Records for the task Start Marker

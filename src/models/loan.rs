//! Loan model and related types

use chrono::NaiveDate;
use serde::{Deserialize, Serialize};
use sqlx::FromRow;
use utoipa::ToSchema;
use validator::Validate;

use super::{book::BookSummary, user::UserSummary};

/// Loan row from the `prestamos` table
#[derive(Debug, Clone, PartialEq, FromRow)]
pub struct Loan {
    #[sqlx(rename = "id_prestamo")]
    pub id: i64,
    #[sqlx(rename = "id_usuario")]
    pub user_id: i64,
    #[sqlx(rename = "id_libro")]
    pub book_id: i64,
    #[sqlx(rename = "fecha_prestamo")]
    pub loan_date: NaiveDate,
    #[sqlx(rename = "fecha_devolucion")]
    pub return_date: Option<NaiveDate>,
}

impl Loan {
    /// A loan is outstanding until its return date is set
    pub fn is_outstanding(&self) -> bool {
        self.return_date.is_none()
    }
}

/// Loan joined with its user name and book title
#[derive(Debug, Clone, PartialEq, FromRow)]
pub struct LoanDetails {
    #[sqlx(flatten)]
    pub loan: Loan,
    #[sqlx(rename = "usuario_nombre")]
    pub user_name: String,
    #[sqlx(rename = "libro_titulo")]
    pub book_title: String,
}

/// Create loan request
#[derive(Debug, Clone, Deserialize, Validate, ToSchema)]
pub struct LoanRequest {
    #[serde(rename = "idUsuario")]
    pub user_id: i64,
    #[serde(rename = "idLibro")]
    pub book_id: i64,
}

/// Loan as returned by the API
#[derive(Debug, Clone, PartialEq, Serialize, Deserialize, ToSchema)]
pub struct LoanResponse {
    #[serde(rename = "idPrestamo")]
    pub id: i64,
    #[serde(rename = "usuario")]
    pub user: UserSummary,
    #[serde(rename = "libro")]
    pub book: BookSummary,
    #[serde(rename = "fechaPrestamo")]
    pub loan_date: NaiveDate,
    /// Null while the loan is outstanding
    #[serde(rename = "fechaDevolucion")]
    pub return_date: Option<NaiveDate>,
}

impl From<LoanDetails> for LoanResponse {
    fn from(row: LoanDetails) -> Self {
        Self {
            id: row.loan.id,
            user: UserSummary {
                id: row.loan.user_id,
                name: row.user_name,
            },
            book: BookSummary {
                id: row.loan.book_id,
                title: row.book_title,
            },
            loan_date: row.loan.loan_date,
            return_date: row.loan.return_date,
        }
    }
}
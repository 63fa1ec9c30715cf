//! Data models for Biblioteca
//!
//! Each module holds the database row type plus the request/response DTOs
//! exposed on the wire. Wire field names follow the client contract
//! (`idLibro`, `titulo`, ...) while Rust fields stay in English.

pub mod author;
pub mod book;
pub mod loan;
pub mod user;

use validator::ValidationError;

// Re-export commonly used types
pub use author::{Author, AuthorRequest, AuthorResponse};
pub use book::{Book, BookRequest, BookResponse, BookSummary, BookWithAuthor};
pub use loan::{Loan, LoanDetails, LoanRequest, LoanResponse};
pub use user::{User, UserRequest, UserResponse, UserSummary};

/// Rejects strings made only of whitespace
pub(crate) fn not_blank(value: &str) -> Result<(), ValidationError> {
    if value.trim().is_empty() {
        let mut error = ValidationError::new("blank");
        error.message = Some("no puede estar vacío".into());
        return Err(error);
    }
    Ok(())
}
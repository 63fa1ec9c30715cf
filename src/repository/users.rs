//! Users repository for database operations

use sqlx::PgConnection;

use crate::{
    error::{AppError, AppResult},
    models::user::{User, UserRequest},
};

pub(crate) fn email_taken(email: &str) -> AppError {
    AppError::Conflict(format!("Ya existe un usuario con el correo electrónico: {}", email))
}

/// Map a unique violation on the email column to `Conflict`
fn map_email_conflict(e: sqlx::Error, email: &str) -> AppError {
    match e.as_database_error() {
        Some(db_err) if db_err.is_unique_violation() => email_taken(email),
        _ => AppError::Database(e),
    }
}

#[derive(Clone, Copy, Debug, Default)]
pub struct UsersRepository;

impl UsersRepository {
    /// Get user by ID
    pub async fn find_by_id(&self, conn: &mut PgConnection, id: i64) -> AppResult<Option<User>> {
        let user = sqlx::query_as::<_, User>(
            "SELECT id_usuario, nombre, correo_electronico FROM usuarios WHERE id_usuario = $1",
        )
        .bind(id)
        .fetch_optional(conn)
        .await?;
        Ok(user)
    }

    /// List all users
    pub async fn find_all(&self, conn: &mut PgConnection) -> AppResult<Vec<User>> {
        let users = sqlx::query_as::<_, User>(
            "SELECT id_usuario, nombre, correo_electronico FROM usuarios ORDER BY id_usuario",
        )
        .fetch_all(conn)
        .await?;
        Ok(users)
    }

    /// Check if an email is taken, optionally ignoring one user
    pub async fn email_exists(&self, conn: &mut PgConnection, email: &str, exclude_id: Option<i64>) -> AppResult<bool> {
        let exists: bool = sqlx::query_scalar(
            r#"
            SELECT EXISTS(
                SELECT 1 FROM usuarios
                WHERE correo_electronico = $1 AND ($2::BIGINT IS NULL OR id_usuario <> $2)
            )
            "#,
        )
        .bind(email)
        .bind(exclude_id)
        .fetch_one(conn)
        .await?;
        Ok(exists)
    }

    /// Insert a new user
    pub async fn insert(&self, conn: &mut PgConnection, user: &UserRequest) -> AppResult<User> {
        let created = sqlx::query_as::<_, User>(
            r#"
            INSERT INTO usuarios (nombre, correo_electronico)
            VALUES ($1, $2)
            RETURNING id_usuario, nombre, correo_electronico
            "#,
        )
        .bind(&user.name)
        .bind(&user.email)
        .fetch_one(conn)
        .await
        .map_err(|e| map_email_conflict(e, &user.email))?;
        Ok(created)
    }

    /// Replace a user's fields, `None` when the row does not exist
    pub async fn update(&self, conn: &mut PgConnection, id: i64, user: &UserRequest) -> AppResult<Option<User>> {
        let updated = sqlx::query_as::<_, User>(
            r#"
            UPDATE usuarios SET nombre = $2, correo_electronico = $3
            WHERE id_usuario = $1
            RETURNING id_usuario, nombre, correo_electronico
            "#,
        )
        .bind(id)
        .bind(&user.name)
        .bind(&user.email)
        .fetch_optional(conn)
        .await
        .map_err(|e| map_email_conflict(e, &user.email))?;
        Ok(updated)
    }

    /// Delete a user (loans cascade), returns whether a row was removed
    pub async fn delete(&self, conn: &mut PgConnection, id: i64) -> AppResult<bool> {
        let result = sqlx::query("DELETE FROM usuarios WHERE id_usuario = $1")
            .bind(id)
            .execute(conn)
            .await?;
        Ok(result.rows_affected() > 0)
    }
}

Records for the task End Marker

■ Aim of the exercise: The data above should be returned exactly as written.

■ Exercise response:
filename src/models/loan.rs
//! Loan model and related types

use chrono::NaiveDate;
use serde::{Deserialize, Serialize};
use sqlx::FromRow;
use utoipa::ToSchema;
use validator::Validate;

use super::{book::BookSummary, user::UserSummary};

/// Loan row from the `prestamos` table
#[derive(Debug, Clone, PartialEq, FromRow)]
pub struct Loan {
    #[sqlx(rename = "id_prestamo")]
    pub id: i64,
    #[sqlx(rename = "id_usuario")]
    pub user_id: i64,
    #[sqlx(rename = "id_libro")]
    pub book_id: i64,
    #[sqlx(rename = "fecha_prestamo")]
    pub loan_date: NaiveDate,
    #[sqlx(rename = "fecha_devolucion")]
    pub return_date: Option<NaiveDate>,
}

impl Loan {
    /// A loan is outstanding until its return date is set
    pub fn is_outstanding(&self) -> bool {
        self.return_date.is_none()
    }
}

/// Loan joined with its user name and book title
#[derive(Debug, Clone, PartialEq, FromRow)]
pub struct LoanDetails {
    #[sqlx(flatten)]
    pub loan: Loan,
    #[sqlx(rename = "usuario_nombre")]
    pub user_name: String,
    #[sqlx(rename = "libro_titulo")]
    pub book_title: String,
}

/// Create loan request
#[derive(Debug, Clone, Deserialize, Validate, ToSchema)]
pub struct LoanRequest {
    #[serde(rename = "idUsuario")]
    pub user_id: i64,
    #[serde(rename = "idLibro")]
    pub book_id: i64,
}

/// Loan as returned by the API
#[derive(Debug, Clone, PartialEq, Serialize, Deserialize, ToSchema)]
pub struct LoanResponse {
    #[serde(rename = "idPrestamo")]
    pub id: i64,
    #[serde(rename = "usuario")]
    pub user: UserSummary,
    #[serde(rename = "libro")]
    pub book: BookSummary,
    #[serde(rename = "fechaPrestamo")]
    pub loan_date: NaiveDate,
    /// Null while the loan is outstanding
    #[serde(rename = "fechaDevolucion")]
    pub return_date: Option<NaiveDate>,
}

impl From<LoanDetails> for LoanResponse {
    fn from(row: LoanDetails) -> Self {
        Self {
            id: row.loan.id,
            user: UserSummary {
                id: row.loan.user_id,
                name: row.user_name,
            },
            book: BookSummary {
                id: row.loan.book_id,
                title: row.book_title,
            },
            loan_date: row.loan.loan_date,
            return_date: row.loan.return_date,
        }
    }
}
repository 63fa1ec9c30715cf
//! Data models for Biblioteca
//!
//! Each module holds the database row type plus the request/response DTOs
//! exposed on the wire. Wire field names follow the client contract
//! (`idLibro`, `titulo`, ...) while Rust fields stay in English.

pub mod author;
pub mod book;
pub mod loan;
pub mod user;

use validator::ValidationError;

// Re-export commonly used types
pub use author::{Author, AuthorRequest, AuthorResponse};
pub use book::{Book, BookRequest, BookResponse, BookSummary, BookWithAuthor};
pub use loan::{Loan, LoanDetails, LoanRequest, LoanResponse};
pub use user::{User, UserRequest, UserResponse, UserSummary};

/// Rejects strings made only of whitespace
pub(crate) fn not_blank(value: &str) -> Result<(), ValidationError> {
    if value.trim().is_empty() {
        let mut error = ValidationError::new("blank");
        error.message = Some("no puede estar vacío".into());
        return Err(error);
    }
    Ok(())
}
repository 63fa1ec9c30715cf
filename src/repository/users.rs
//! Users repository for database operations

use sqlx::PgConnection;

use crate::{
    error::{AppError, AppResult},
    models::user::{User, UserRequest},
};

pub(crate) fn email_taken(email: &str) -> AppError {
    AppError::Conflict(format!("Ya existe un usuario con el correo electrónico: {}", email))
}

/// Map a unique violation on the email column to `Conflict`
fn map_email_conflict(e: sqlx::Error, email: &str) -> AppError {
    match e.as_database_error() {
        Some(db_err) if db_err.is_unique_violation() => email_taken(email),
        _ => AppError::Database(e),
    }
}

#[derive(Clone, Copy, Debug, Default)]
pub struct UsersRepository;

impl UsersRepository {
    /// Get user by ID
    pub async fn find_by_id(&self, conn: &mut PgConnection, id: i64) -> AppResult<Option<User>> {
        let user = sqlx::query_as::<_, User>(
            "SELECT id_usuario, nombre, correo_electronico FROM usuarios WHERE id_usuario = $1",
        )
        .bind(id)
        .fetch_optional(conn)
        .await?;
        Ok(user)
    }

    /// List all users
    pub async fn find_all(&self, conn: &mut PgConnection) -> AppResult<Vec<User>> {
        let users = sqlx::query_as::<_, User>(
            "SELECT id_usuario, nombre, correo_electronico FROM usuarios ORDER BY id_usuario",
        )
        .fetch_all(conn)
        .await?;
        Ok(users)
    }

    /// Check if an email is taken, optionally ignoring one user
    pub async fn email_exists(&self, conn: &mut PgConnection, email: &str, exclude_id: Option<i64>) -> AppResult<bool> {
        let exists: bool = sqlx::query_scalar(
            r#"
            SELECT EXISTS(
                SELECT 1 FROM usuarios
                WHERE correo_electronico = $1 AND ($2::BIGINT IS NULL OR id_usuario <> $2)
            )
            "#,
        )
        .bind(email)
        .bind(exclude_id)
        .fetch_one(conn)
        .await?;
        Ok(exists)
    }

    /// Insert a new user
    pub async fn insert(&self, conn: &mut PgConnection, user: &UserRequest) -> AppResult<User> {
        let created = sqlx::query_as::<_, User>(
            r#"
            INSERT INTO usuarios (nombre, correo_electronico)
            VALUES ($1, $2)
            RETURNING id_usuario, nombre, correo_electronico
            "#,
        )
        .bind(&user.name)
        .bind(&user.email)
        .fetch_one(conn)
        .await
        .map_err(|e| map_email_conflict(e, &user.email))?;
        Ok(created)
    }

    /// Replace a user's fields, `None` when the row does not exist
    pub async fn update(&self, conn: &mut PgConnection, id: i64, user: &UserRequest) -> AppResult<Option<User>> {
        let updated = sqlx::query_as::<_, User>(
            r#"
            UPDATE usuarios SET nombre = $2, correo_electronico = $3
            WHERE id_usuario = $1
            RETURNING id_usuario, nombre, correo_electronico
            "#,
        )
        .bind(id)
        .bind(&user.name)
        .bind(&user.email)
        .fetch_optional(conn)
        .await
        .map_err(|e| map_email_conflict(e, &user.email))?;
        Ok(updated)
    }

    /// Delete a user (loans cascade), returns whether a row was removed
    pub async fn delete(&self, conn: &mut PgConnection, id: i64) -> AppResult<bool> {
        let result = sqlx::query("DELETE FROM usuarios WHERE id_usuario = $1")
            .bind(id)
            .execute(conn)
            .await?;
        Ok(result.rows_affected() > 0)
    }
}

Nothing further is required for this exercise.